Interestingly, appetizers presented on the older menus featured plates of cucumbers, celery, radishes, carrots and olives (as standalone or in combinations listed as “chow chow”) – much different than the hot wings or onion blossoms and other fried foods of today.

Here are a few interesting changes in our American tastes listed in the menu collection:

  • Tongue or liverwurst sandwiches (25¢ in 1933 at the Empire State Observatory Tea Room)

  • Green turtle (from the 1899 Pennsylvania Railroad dining car)

  • Fricassee of calf’s feet or ox tongue (from the steamship Lusitania in 1913, before the Germans sank it, dragging the U.S. into World War I)

  • Calf’s sweetbreads (or brains) and sardines, from the San Francisco Overland Limited (1925, for 80¢ or 60¢, respectively)

  • Turban of sheephead (and I promise you won’t get anything but confusion if you Google that one, but it certainly sounds suspicious; it’s from the New Orleans St. Charles Hotel, 1908)

  • Welsh rarebit soup (or rabbit, 60¢ from the Pig N’ Whistle California locations in 1948)

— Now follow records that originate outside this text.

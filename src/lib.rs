//! # Tide Window Core Library
//!
//! This library forecasts the periods in which a vessel can safely transit a
//! port's approach channel. A channel is passable while the total water depth
//! (charted approach depth at MLLW plus the tide height) exceeds the vessel's
//! draught, optionally restricted to daylight hours.
//!
//! ## Pipeline
//!
//! 1. **Resolve**: look up the vessel (by IMO number) and the port (by UN/LOCODE)
//!    in an immutable [`registry::ReferenceData`] built once at startup
//! 2. **Reconstruct**: interpolate the port's discrete tide samples onto a
//!    1-minute grid covering 14 days ([`reconstruct`])
//! 3. **Extract**: walk the depth grid and collect the runs where depth exceeds
//!    draught ([`windows`])
//! 4. **Intersect**: clip the tidal windows against sunrise/sunset windows
//!    ([`daylight`], [`intersect`])
//!
//! [`forecast::Forecaster`] ties the steps together.
//!
//! ## Time Semantics
//!
//! All timestamps are [`NaiveDateTime`] clock values. No time-zone conversion
//! happens anywhere in the crate.
//!
//! ## Core Types
//!
//! - [`Vessel`] and [`Port`]: reference data, immutable once loaded
//! - [`TideSample`]: one tide height observation or prediction for a port
//! - [`Window`]: a strictly non-empty `[start, end]` interval

use chrono::{Duration, NaiveDateTime};
use serde::{Deserialize, Serialize};

// Module declarations
pub mod config;
pub mod daylight;
pub mod error;
pub mod forecast;
pub mod intersect;
pub mod reconstruct;
pub mod registry;
pub mod renderer;
pub mod synthetic;
pub mod windows;

pub use error::ForecastError;
pub use forecast::{CombinedForecast, Forecaster, TidalForecast};
pub use reconstruct::{DepthSeries, ForecastSettings, TimeGrid};

/// A vessel as registered in the reference data.
///
/// # Example
/// ```
/// use tide_window_lib::Vessel;
///
/// let vessel = Vessel {
///     imo: 9790933,
///     draught: 13.418,
///     name: "UNITY LIFE".to_string(),
///     dwt: 81_000.0,
/// };
/// assert!(vessel.draught > 0.0);
/// ```
#[derive(Clone, Debug, PartialEq, Serialize, Deserialize)]
pub struct Vessel {
    /// IMO number, the vessel's registry key
    pub imo: u64,
    /// Maximum draught in metres
    pub draught: f64,
    /// Vessel name
    pub name: String,
    /// Deadweight tonnage
    pub dwt: f64,
}

/// A port and the charted depth of its approach channel.
#[derive(Clone, Debug, PartialEq, Serialize, Deserialize)]
pub struct Port {
    /// UN/LOCODE, the port's registry key (e.g. "AUBNE")
    pub unlocode: String,
    /// Port name; tide samples reference the port by this name
    pub name: String,
    pub latitude: f64,
    pub longitude: f64,
    /// Approach channel depth at mean lower low water, in metres
    pub approach_depth: f64,
}

/// A single tide height for a port at a point in time.
///
/// Heights are in metres relative to MLLW, so the total water depth in the
/// approach channel is `port.approach_depth + height`.
#[derive(Clone, Debug, PartialEq, Serialize, Deserialize)]
pub struct TideSample {
    /// Name of the port this sample belongs to (matches [`Port::name`])
    pub port_name: String,
    pub timestamp: NaiveDateTime,
    /// Tide height in metres above MLLW
    pub height: f64,
}

/// A closed time interval with `start < end`.
///
/// Windows are only constructed through [`Window::new`] and
/// [`Window::normalized`], which refuse zero-length intervals, so every window
/// handed out by this crate has a positive duration.
///
/// # Example
/// ```
/// use chrono::NaiveDate;
/// use tide_window_lib::Window;
///
/// let day = NaiveDate::from_ymd_opt(2024, 3, 1).unwrap();
/// let start = day.and_hms_opt(6, 0, 0).unwrap();
/// let end = day.and_hms_opt(18, 0, 0).unwrap();
///
/// assert!(Window::new(start, end).is_some());
/// assert!(Window::new(start, start).is_none());
/// assert_eq!(Window::normalized(end, start), Window::new(start, end));
/// ```
#[derive(Clone, Copy, Debug, PartialEq, Eq, Hash, PartialOrd, Ord, Serialize, Deserialize)]
pub struct Window {
    pub start: NaiveDateTime,
    pub end: NaiveDateTime,
}

impl Window {
    /// Create a window, or `None` unless `start < end`.
    pub fn new(start: NaiveDateTime, end: NaiveDateTime) -> Option<Self> {
        (start < end).then_some(Window { start, end })
    }

    /// Create a window from two instants in either order.
    ///
    /// Returns `None` only when both instants are equal.
    pub fn normalized(a: NaiveDateTime, b: NaiveDateTime) -> Option<Self> {
        if a <= b {
            Self::new(a, b)
        } else {
            Self::new(b, a)
        }
    }

    pub fn duration(&self) -> Duration {
        self.end - self.start
    }

    /// True if `instant` lies within the window, bounds included.
    pub fn contains(&self, instant: NaiveDateTime) -> bool {
        self.start <= instant && instant <= self.end
    }

    /// True if `self` lies entirely within `other`.
    pub fn is_within(&self, other: &Window) -> bool {
        other.start <= self.start && self.end <= other.end
    }

    /// The overlapping part of two windows.
    ///
    /// Touching windows (one ends exactly where the other starts) do not
    /// overlap and yield `None`.
    pub fn intersection(&self, other: &Window) -> Option<Window> {
        Window::new(self.start.max(other.start), self.end.min(other.end))
    }
}

#[cfg(test)]
mod tests {
    use super::*;
    use chrono::NaiveDate;

    fn at(hour: u32, minute: u32) -> NaiveDateTime {
        NaiveDate::from_ymd_opt(2024, 3, 1)
            .unwrap()
            .and_hms_opt(hour, minute, 0)
            .unwrap()
    }

    #[test]
    fn window_rejects_empty_and_reversed_intervals() {
        assert!(Window::new(at(6, 0), at(6, 0)).is_none());
        assert!(Window::new(at(7, 0), at(6, 0)).is_none());
        assert!(Window::normalized(at(6, 0), at(6, 0)).is_none());
    }

    #[test]
    fn intersection_of_overlapping_windows() {
        let a = Window::new(at(2, 0), at(8, 0)).unwrap();
        let b = Window::new(at(6, 0), at(18, 0)).unwrap();
        assert_eq!(a.intersection(&b), Window::new(at(6, 0), at(8, 0)));
        assert_eq!(a.intersection(&b), b.intersection(&a));
    }

    #[test]
    fn touching_windows_do_not_intersect() {
        let a = Window::new(at(2, 0), at(6, 0)).unwrap();
        let b = Window::new(at(6, 0), at(18, 0)).unwrap();
        assert!(a.intersection(&b).is_none());
    }

    #[test]
    fn contains_includes_both_bounds() {
        let w = Window::new(at(6, 0), at(7, 0)).unwrap();
        assert!(w.contains(at(6, 0)));
        assert!(w.contains(at(7, 0)));
        assert!(!w.contains(at(7, 1)));
        assert_eq!(w.duration(), Duration::hours(1));
    }
}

  • Home corned pig’s knuckle with sauerkraut (from Luchow’s Restaurant, 1965 in New York City, $1.95) and crisp goose cracklings ($3.00) or larded saddle of Canadian hare ($4.25)

  • Chopped chicken livers (from the New York Boardwalk Restaurant menu in 1958, $3.95)

That last entry might be misrepresented as an ol-timey taste. I consider that a taste developed from ‘Mom says we’re raising chickens and you’re going to help butcher them.’

Several of our publishing team members were at a symposium some months ago and went to Cracker Barrel one evening for supper. I ordered chicken livers (no one makes them better than Cracker Barrel), and one colleague said, “Seriously, you’re ordering chicken livers? I might have to rethink our friendship.” No kidding. I guess I can write him out of my will.

My point is, perhaps Americans ought to get back to the basics of cooking: sauté, puree, boil, bake, fry, roast, toast, baste, glaze, beat, boil, blend, whip and braise.

Sounds good in theory, but the problem is, we’re hungry right now. We don’t plan ahead. In fact as I write this, I’m hungry. Right now. Time to check the freezer to see what’s for lunch.